Al met al heeft eiser naar het oordeel van de rechtbank de herkomst van de eenmalige kasstorting voldoende aannemelijk gemaakt, zodat verweerder het bedrag van € 880,-- ten onrechte heeft aangemerkt als middelen die in mindering moeten worden gebracht op de bijstand.
7. Gezien het voorgaande is het beroep tegen bestreden besluit I gegrond. Het beroep tegen bestreden besluit II behoeft geen bespreking meer omdat verweerder ten onrechte is uitgegaan van een te hoog inkomen over december 2018. De rechtbank zal beide besluiten vernietigen en verweerder opdragen nieuwe besluiten op bezwaar te nemen met inachtneming van deze uitspraak.
8. Omdat het beroep gegrond is, zal de rechtbank bepalen dat verweerder aan eiser het betaalde griffierecht van € 47,-- vergoedt.

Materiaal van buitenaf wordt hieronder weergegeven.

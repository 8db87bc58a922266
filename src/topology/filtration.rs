//! Vietoris-Rips Filtration Construction
//!
//! The Vietoris-Rips complex VR_r(X) is the clique (flag) complex of the
//! graph whose edges are the pairs at distance ≤ r:
//! - 0-simplices are the points of X, born at r = 0
//! - a k-simplex [v₀, ..., vₖ] exists iff d(vᵢ, vⱼ) ≤ r for all i, j
//!
//! The filtration sweeps r over the distinct pairwise distances. At each
//! radius the new simplices are exactly the cliques that contain one of
//! the edges born at that radius, so they are grown from the new edges
//! through common neighbourhoods instead of re-enumerating every vertex
//! subset.
//!
//! Ordering within a radius: all new edges, then all new triangles, and
//! so on, each dimension in lexicographic vertex order.

use std::sync::atomic::{AtomicUsize, Ordering};

use log::{debug, info, trace};
use rayon::prelude::*;

use super::simplex::FilteredComplex;
use crate::error::{PersistenceError, Result};
use crate::metric::DistanceMatrix;

/// Vietoris-Rips filtration builder
#[derive(Debug, Clone, Copy, PartialEq)]
pub struct FiltrationBuilder {
    /// Highest simplex dimension to build
    max_dimension: usize,
    /// Ceiling on the total number of simplices
    max_simplices: Option<usize>,
}

impl FiltrationBuilder {
    pub fn new(max_dimension: usize) -> Self {
        Self {
            max_dimension,
            max_simplices: None,
        }
    }

    /// Fail with [`PersistenceError::ComplexTooLarge`] instead of growing
    /// the complex past `limit` simplices.
    pub fn with_max_simplices(mut self, limit: usize) -> Self {
        self.max_simplices = Some(limit);
        self
    }

    pub fn max_dimension(&self) -> usize {
        self.max_dimension
    }

    /// Build the filtered complex of `distances`.
    pub fn build(&self, distances: &DistanceMatrix) -> Result<FilteredComplex> {
        let n = distances.n_points();
        if n == 0 {
            return Err(PersistenceError::EmptyPointSet);
        }
        self.check_budget(0, n)?;

        let mut complex = FilteredComplex::with_vertices(n);
        if self.max_dimension == 0 {
            info!("Filtration: {} vertices, no higher simplices requested", n);
            return Ok(complex);
        }

        let edges = sorted_edges(distances);
        let mut graph = Graph::new(n);
        let mut radii_swept = 0usize;

        let mut start = 0;
        while start < edges.len() {
            let radius = edges[start].0;
            let end = start
                + edges[start..]
                    .iter()
                    .take_while(|(d, _, _)| *d == radius)
                    .count();
            let new_edges: Vec<(usize, usize)> =
                edges[start..end].iter().map(|&(_, a, b)| (a, b)).collect();
            start = end;
            radii_swept += 1;

            self.check_budget(complex.len(), new_edges.len())?;
            graph.begin_step();
            for &(a, b) in &new_edges {
                graph.connect(a, b);
            }

            // Every new clique is emitted once, from the smallest new edge it
            // contains, and counted against the ceiling as it is emitted.
            let mut by_dimension: Vec<Vec<Vec<usize>>> = vec![Vec::new(); self.max_dimension + 1];
            if self.max_dimension >= 2 {
                let budget = Budget::new(self.max_simplices, complex.len() + new_edges.len());
                let found: Vec<Vec<Vec<usize>>> = new_edges
                    .par_iter()
                    .map(|&(a, b)| graph.cofaces_through(a, b, self.max_dimension, &budget))
                    .collect::<Result<_>>()?;
                for simplex in found.into_iter().flatten() {
                    let dim = simplex.len() - 1;
                    by_dimension[dim].push(simplex);
                }
                for simplices in &mut by_dimension {
                    simplices.sort_unstable();
                }
            }

            let n_new = new_edges.len() + by_dimension.iter().map(Vec::len).sum::<usize>();

            for (a, b) in new_edges.iter().copied() {
                trace!("r={:.6}: edge [{}, {}]", radius, a, b);
                complex.insert_unchecked(vec![a, b], radius);
            }
            for simplices in by_dimension.into_iter().skip(2) {
                for vertices in simplices {
                    trace!("r={:.6}: {}-simplex {:?}", radius, vertices.len() - 1, vertices);
                    complex.insert_unchecked(vertices, radius);
                }
            }

            debug!(
                "Radius {:.6}: +{} simplices ({} edges), total {}",
                radius,
                n_new,
                new_edges.len(),
                complex.len()
            );
        }

        info!(
            "Filtration: {} simplices over {} radii ({})",
            complex.len(),
            radii_swept,
            (0..=self.max_dimension)
                .map(|d| format!("dim {}: {}", d, complex.count_in_dimension(d)))
                .collect::<Vec<_>>()
                .join(", ")
        );

        Ok(complex)
    }

    fn check_budget(&self, current: usize, adding: usize) -> Result<()> {
        match self.max_simplices {
            Some(limit) if current + adding > limit => {
                Err(PersistenceError::ComplexTooLarge { limit })
            }
            _ => Ok(()),
        }
    }
}

/// All pairs `i < j` at distance ≤ `radius`.
pub fn edges_within(distances: &DistanceMatrix, radius: f64) -> Vec<(usize, usize)> {
    let n = distances.n_points();
    let mut edges = Vec::new();

    for i in 0..n {
        for j in i + 1..n {
            if distances.get(i, j) <= radius {
                edges.push((i, j));
            }
        }
    }

    edges
}

/// Finite edges sorted by (distance, i, j).
fn sorted_edges(distances: &DistanceMatrix) -> Vec<(f64, usize, usize)> {
    let n = distances.n_points();
    let mut edges = Vec::with_capacity(n * n.saturating_sub(1) / 2);
    for i in 0..n {
        for j in i + 1..n {
            let d = distances.get(i, j);
            if d.is_finite() {
                edges.push((d, i, j));
            }
        }
    }
    edges.sort_by(|x, y| x.0.total_cmp(&y.0).then(x.1.cmp(&y.1)).then(x.2.cmp(&y.2)));
    edges
}

/// Simplices still allowed in the current radius step, shared by the
/// parallel enumeration.
struct Budget {
    limit: Option<usize>,
    remaining: usize,
    taken: AtomicUsize,
}

impl Budget {
    fn new(limit: Option<usize>, used: usize) -> Self {
        Self {
            limit,
            remaining: limit.map_or(usize::MAX, |l| l.saturating_sub(used)),
            taken: AtomicUsize::new(0),
        }
    }

    /// Claim one simplex, failing once the ceiling is crossed.
    fn take(&self) -> Result<()> {
        match self.limit {
            Some(limit) if self.taken.fetch_add(1, Ordering::Relaxed) >= self.remaining => {
                Err(PersistenceError::ComplexTooLarge { limit })
            }
            _ => Ok(()),
        }
    }
}

/// Growing neighbourhood graph of the current radius.
///
/// Each pair remembers the sweep step that connected it (0 = not
/// connected), which tells the edges of the current radius apart.
struct Graph {
    n: usize,
    step: u32,
    connected_at: Vec<u32>,
    neighbours: Vec<Vec<usize>>,
}

impl Graph {
    fn new(n: usize) -> Self {
        Self {
            n,
            step: 0,
            connected_at: vec![0; n * n],
            neighbours: vec![Vec::new(); n],
        }
    }

    fn begin_step(&mut self) {
        self.step += 1;
    }

    fn connect(&mut self, a: usize, b: usize) {
        self.connected_at[a * self.n + b] = self.step;
        self.connected_at[b * self.n + a] = self.step;
        self.neighbours[a].push(b);
        self.neighbours[b].push(a);
    }

    #[inline]
    fn is_adjacent(&self, a: usize, b: usize) -> bool {
        self.connected_at[a * self.n + b] != 0
    }

    /// Pair (x, y) is an edge of the current step ordered before `edge`.
    #[inline]
    fn precedes(&self, x: usize, y: usize, edge: (usize, usize)) -> bool {
        self.connected_at[x * self.n + y] == self.step && (x.min(y), x.max(y)) < edge
    }

    /// Every clique of dimension 2..=max_dimension whose smallest edge of
    /// the current step is (a, b), as sorted vertex tuples.
    fn cofaces_through(
        &self,
        a: usize,
        b: usize,
        max_dimension: usize,
        budget: &Budget,
    ) -> Result<Vec<Vec<usize>>> {
        let (small, other) = if self.neighbours[a].len() <= self.neighbours[b].len() {
            (a, b)
        } else {
            (b, a)
        };
        let mut common: Vec<usize> = self.neighbours[small]
            .iter()
            .copied()
            .filter(|&c| {
                c != other
                    && self.is_adjacent(c, other)
                    && !self.precedes(c, a, (a, b))
                    && !self.precedes(c, b, (a, b))
            })
            .collect();
        common.sort_unstable();

        let mut found = Vec::new();
        let mut extra = Vec::with_capacity(max_dimension - 1);
        self.grow(&mut extra, &common, max_dimension - 1, (a, b), budget, &mut found)?;
        Ok(found)
    }

    /// Extend `extra` by candidates in increasing order; every candidate is
    /// adjacent to a, b and all of `extra`, and none of those pairs is a
    /// current edge smaller than (a, b).
    fn grow(
        &self,
        extra: &mut Vec<usize>,
        candidates: &[usize],
        max_extra: usize,
        edge: (usize, usize),
        budget: &Budget,
        found: &mut Vec<Vec<usize>>,
    ) -> Result<()> {
        for (idx, &c) in candidates.iter().enumerate() {
            budget.take()?;
            extra.push(c);

            let mut vertices = Vec::with_capacity(extra.len() + 2);
            vertices.push(edge.0);
            vertices.push(edge.1);
            vertices.extend_from_slice(extra);
            vertices.sort_unstable();
            found.push(vertices);

            if extra.len() < max_extra {
                let next: Vec<usize> = candidates[idx + 1..]
                    .iter()
                    .copied()
                    .filter(|&x| self.is_adjacent(c, x) && !self.precedes(c, x, edge))
                    .collect();
                if !next.is_empty() {
                    self.grow(extra, &next, max_extra, edge, budget, found)?;
                }
            }

            extra.pop();
        }
        Ok(())
    }
}
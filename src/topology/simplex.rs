//! Simplices and Filtered Complexes
//!
//! A filtered complex is an arena of [`Simplex`] records in filtration
//! order plus a hashed face index (sorted vertex tuple → id). The tuple
//! length already encodes the dimension, so the tuple alone is the key.

use std::collections::HashMap;

use crate::error::{PersistenceError, Result};

/// A simplex of the filtration.
#[derive(Debug, Clone, PartialEq)]
pub struct Simplex {
    /// Position in the filtration
    pub id: usize,
    /// 0 = vertex, 1 = edge, 2 = triangle, ...
    pub dimension: usize,
    /// Sorted vertex indices, `dimension + 1` of them
    pub vertices: Vec<usize>,
    /// Radius at which the simplex entered the complex
    pub birth_radius: f64,
}

impl Simplex {
    /// Codimension-1 faces, obtained by dropping one vertex at a time.
    ///
    /// Vertex order is preserved, so each face is already a valid key.
    pub fn faces(&self) -> impl Iterator<Item = Vec<usize>> + '_ {
        let vertices = &self.vertices;
        let n_faces = if self.dimension == 0 { 0 } else { vertices.len() };
        (0..n_faces).map(move |skip| {
            vertices
                .iter()
                .enumerate()
                .filter(|&(i, _)| i != skip)
                .map(|(_, &v)| v)
                .collect()
        })
    }
}

/// Simplices in filtration order with O(1) face lookup.
///
/// Invariants: ids are dense and equal to positions, birth radii never
/// decrease with id, and every face of a simplex precedes it.
#[derive(Debug, Clone, Default)]
pub struct FilteredComplex {
    simplices: Vec<Simplex>,
    index: HashMap<Vec<usize>, usize>,
    by_dimension: Vec<Vec<usize>>,
    n_points: usize,
}

impl FilteredComplex {
    pub fn new() -> Self {
        Self::default()
    }

    /// Complex holding one vertex per point, all born at radius 0.
    pub fn with_vertices(n_points: usize) -> Self {
        let mut complex = Self::new();
        for v in 0..n_points {
            complex.insert_unchecked(vec![v], 0.0);
        }
        complex
    }

    /// Append a simplex after validating it against the complex.
    ///
    /// Fails if the vertices are empty or not strictly increasing, if the
    /// simplex is already present, if a face is missing, or if `birth`
    /// would break monotonicity of the filtration.
    pub fn push(&mut self, vertices: Vec<usize>, birth: f64) -> Result<usize> {
        if vertices.is_empty() {
            return Err(PersistenceError::InvalidSimplex("no vertices".into()));
        }
        if vertices.windows(2).any(|w| w[0] >= w[1]) {
            return Err(PersistenceError::InvalidSimplex(format!(
                "vertices {:?} are not strictly increasing",
                vertices
            )));
        }
        if birth.is_nan() || birth < 0.0 {
            return Err(PersistenceError::InvalidSimplex(format!(
                "birth radius {} is not a valid radius",
                birth
            )));
        }
        if let Some(last) = self.simplices.last() {
            if birth < last.birth_radius {
                return Err(PersistenceError::InvalidSimplex(format!(
                    "birth radius {} precedes {} of simplex {}",
                    birth, last.birth_radius, last.id
                )));
            }
        }
        if self.index.contains_key(&vertices) {
            return Err(PersistenceError::InvalidSimplex(format!(
                "simplex {:?} already present",
                vertices
            )));
        }
        let id = self.simplices.len();
        if vertices.len() > 1 {
            for skip in 0..vertices.len() {
                let face: Vec<usize> = vertices
                    .iter()
                    .enumerate()
                    .filter(|&(i, _)| i != skip)
                    .map(|(_, &v)| v)
                    .collect();
                if !self.index.contains_key(&face) {
                    return Err(PersistenceError::MissingFace { simplex: id, face });
                }
            }
        }
        Ok(self.insert_unchecked(vertices, birth))
    }

    /// Append without validation; callers guarantee the invariants.
    pub(crate) fn insert_unchecked(&mut self, vertices: Vec<usize>, birth: f64) -> usize {
        let id = self.simplices.len();
        let dimension = vertices.len() - 1;

        if dimension == 0 {
            self.n_points = self.n_points.max(vertices[0] + 1);
        }
        if self.by_dimension.len() <= dimension {
            self.by_dimension.resize_with(dimension + 1, Vec::new);
        }
        self.by_dimension[dimension].push(id);
        self.index.insert(vertices.clone(), id);
        self.simplices.push(Simplex {
            id,
            dimension,
            vertices,
            birth_radius: birth,
        });
        id
    }

    pub fn simplices(&self) -> &[Simplex] {
        &self.simplices
    }

    pub fn len(&self) -> usize {
        self.simplices.len()
    }

    pub fn is_empty(&self) -> bool {
        self.simplices.is_empty()
    }

    /// Number of points spanned by the vertex set
    pub fn n_points(&self) -> usize {
        self.n_points
    }

    /// Look up a simplex by its sorted vertex tuple.
    pub fn find(&self, vertices: &[usize]) -> Option<&Simplex> {
        self.id_of(vertices).map(|id| &self.simplices[id])
    }

    pub fn id_of(&self, vertices: &[usize]) -> Option<usize> {
        self.index.get(vertices).copied()
    }

    pub fn contains(&self, vertices: &[usize]) -> bool {
        self.index.contains_key(vertices)
    }

    /// Ids of all simplices of dimension `d`, in filtration order.
    pub fn ids_in_dimension(&self, d: usize) -> &[usize] {
        self.by_dimension.get(d).map(Vec::as_slice).unwrap_or(&[])
    }

    pub fn count_in_dimension(&self, d: usize) -> usize {
        self.ids_in_dimension(d).len()
    }

    /// Highest dimension present, `None` for an empty complex.
    pub fn max_dimension(&self) -> Option<usize> {
        self.by_dimension.iter().rposition(|ids| !ids.is_empty())
    }

    /// Filtration value of every simplex, indexed by id.
    pub fn birth_values(&self) -> Vec<f64> {
        self.simplices.iter().map(|s| s.birth_radius).collect()
    }

    /// Dimension of every simplex, indexed by id.
    pub fn dimensions(&self) -> Vec<usize> {
        self.simplices.iter().map(|s| s.dimension).collect()
    }

    /// Check that birth radii never decrease along the filtration.
    pub fn is_monotone(&self) -> bool {
        self.simplices
            .windows(2)
            .all(|w| w[0].birth_radius <= w[1].birth_radius)
    }
}

#[cfg(test)]
mod tests {
    use super::*;

    #[test]
    fn test_faces_preserve_order() {
        let triangle = Simplex {
            id: 0,
            dimension: 2,
            vertices: vec![1, 4, 7],
            birth_radius: 0.0,
        };
        let faces: Vec<_> = triangle.faces().collect();
        assert_eq!(faces, vec![vec![4, 7], vec![1, 7], vec![1, 4]]);

        let vertex = Simplex {
            id: 0,
            dimension: 0,
            vertices: vec![3],
            birth_radius: 0.0,
        };
        assert_eq!(vertex.faces().count(), 0);
    }

    #[test]
    fn test_push_builds_index() {
        let mut complex = FilteredComplex::with_vertices(3);
        assert_eq!(complex.push(vec![0, 1], 1.0).unwrap(), 3);
        assert_eq!(complex.push(vec![1, 2], 1.0).unwrap(), 4);
        assert_eq!(complex.push(vec![0, 2], 2.0).unwrap(), 5);
        assert_eq!(complex.push(vec![0, 1, 2], 2.0).unwrap(), 6);

        assert_eq!(complex.len(), 7);
        assert_eq!(complex.n_points(), 3);
        assert_eq!(complex.id_of(&[1, 2]), Some(4));
        assert!(complex.contains(&[0, 2]));
        assert!(!complex.contains(&[2, 0]));
        assert_eq!(complex.find(&[0, 1, 2]).map(|s| s.dimension), Some(2));
        assert_eq!(complex.ids_in_dimension(1), &[3, 4, 5]);
        assert_eq!(complex.max_dimension(), Some(2));
        assert_eq!(complex.birth_values(), vec![0.0, 0.0, 0.0, 1.0, 1.0, 2.0, 2.0]);
        assert!(complex.is_monotone());
    }

    #[test]
    fn test_push_rejects_invalid_simplices() {
        let mut complex = FilteredComplex::with_vertices(3);
        complex.push(vec![0, 1], 1.0).unwrap();

        assert!(matches!(
            complex.push(vec![0, 1, 2], 1.0),
            Err(PersistenceError::MissingFace { .. })
        ));
        assert!(matches!(
            complex.push(vec![1, 0], 1.0),
            Err(PersistenceError::InvalidSimplex(_))
        ));
        assert!(matches!(
            complex.push(vec![0, 1], 1.0),
            Err(PersistenceError::InvalidSimplex(_))
        ));
        assert!(matches!(
            complex.push(vec![1, 2], 0.5),
            Err(PersistenceError::InvalidSimplex(_))
        ));
        assert!(complex.push(vec![], 2.0).is_err());
    }

    #[test]
    fn test_empty_complex() {
        let complex = FilteredComplex::new();
        assert!(complex.is_empty());
        assert_eq!(complex.max_dimension(), None);
        assert!(complex.ids_in_dimension(4).is_empty());
    }
}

Van overige proceskosten is niet gebleken.

Beslissing

De rechtbank:
  • verklaart het beroep gegrond;
  • vernietigt de bestreden besluiten I en II;
  • draagt verweerder op om opnieuw op het bezwaar te beslissen met inachtneming van deze uitspraak;
  • bepaalt dat verweerder aan eiser het betaalde griffierecht van € 47,-- vergoedt.
Deze uitspraak is gedaan op 1 mei 2020 door mr. D.R. van der Meer, rechter, in aanwezigheid van E.T. Rietbroek, griffier. Als gevolg van de maatregelen rondom het coronavirus is deze uitspraak nog niet uitgesproken op een openbare uitsprakenzitting. Dat zal op een later moment alsnog gebeuren. Deze uitspraak wordt zo snel mogelijk gepubliceerd op www.rechtspraak.nl.
griffier rechter
Afschrift verzonden aan partijen op:

Rechtsmiddel

Tegen deze uitspraak kan binnen zes weken na de dag van verzending daarvan hoger beroep worden ingesteld bij de Centrale Raad van Beroep. Als hoger beroep is ingesteld, kan bij de voorzieningenrechter van de hogerberoepsrechter worden verzocht om het treffen van een voorlopige voorziening.

Voetnoten

1.CRvB 19 juni 2018, ECLI:NL:CRVB:2018:1906.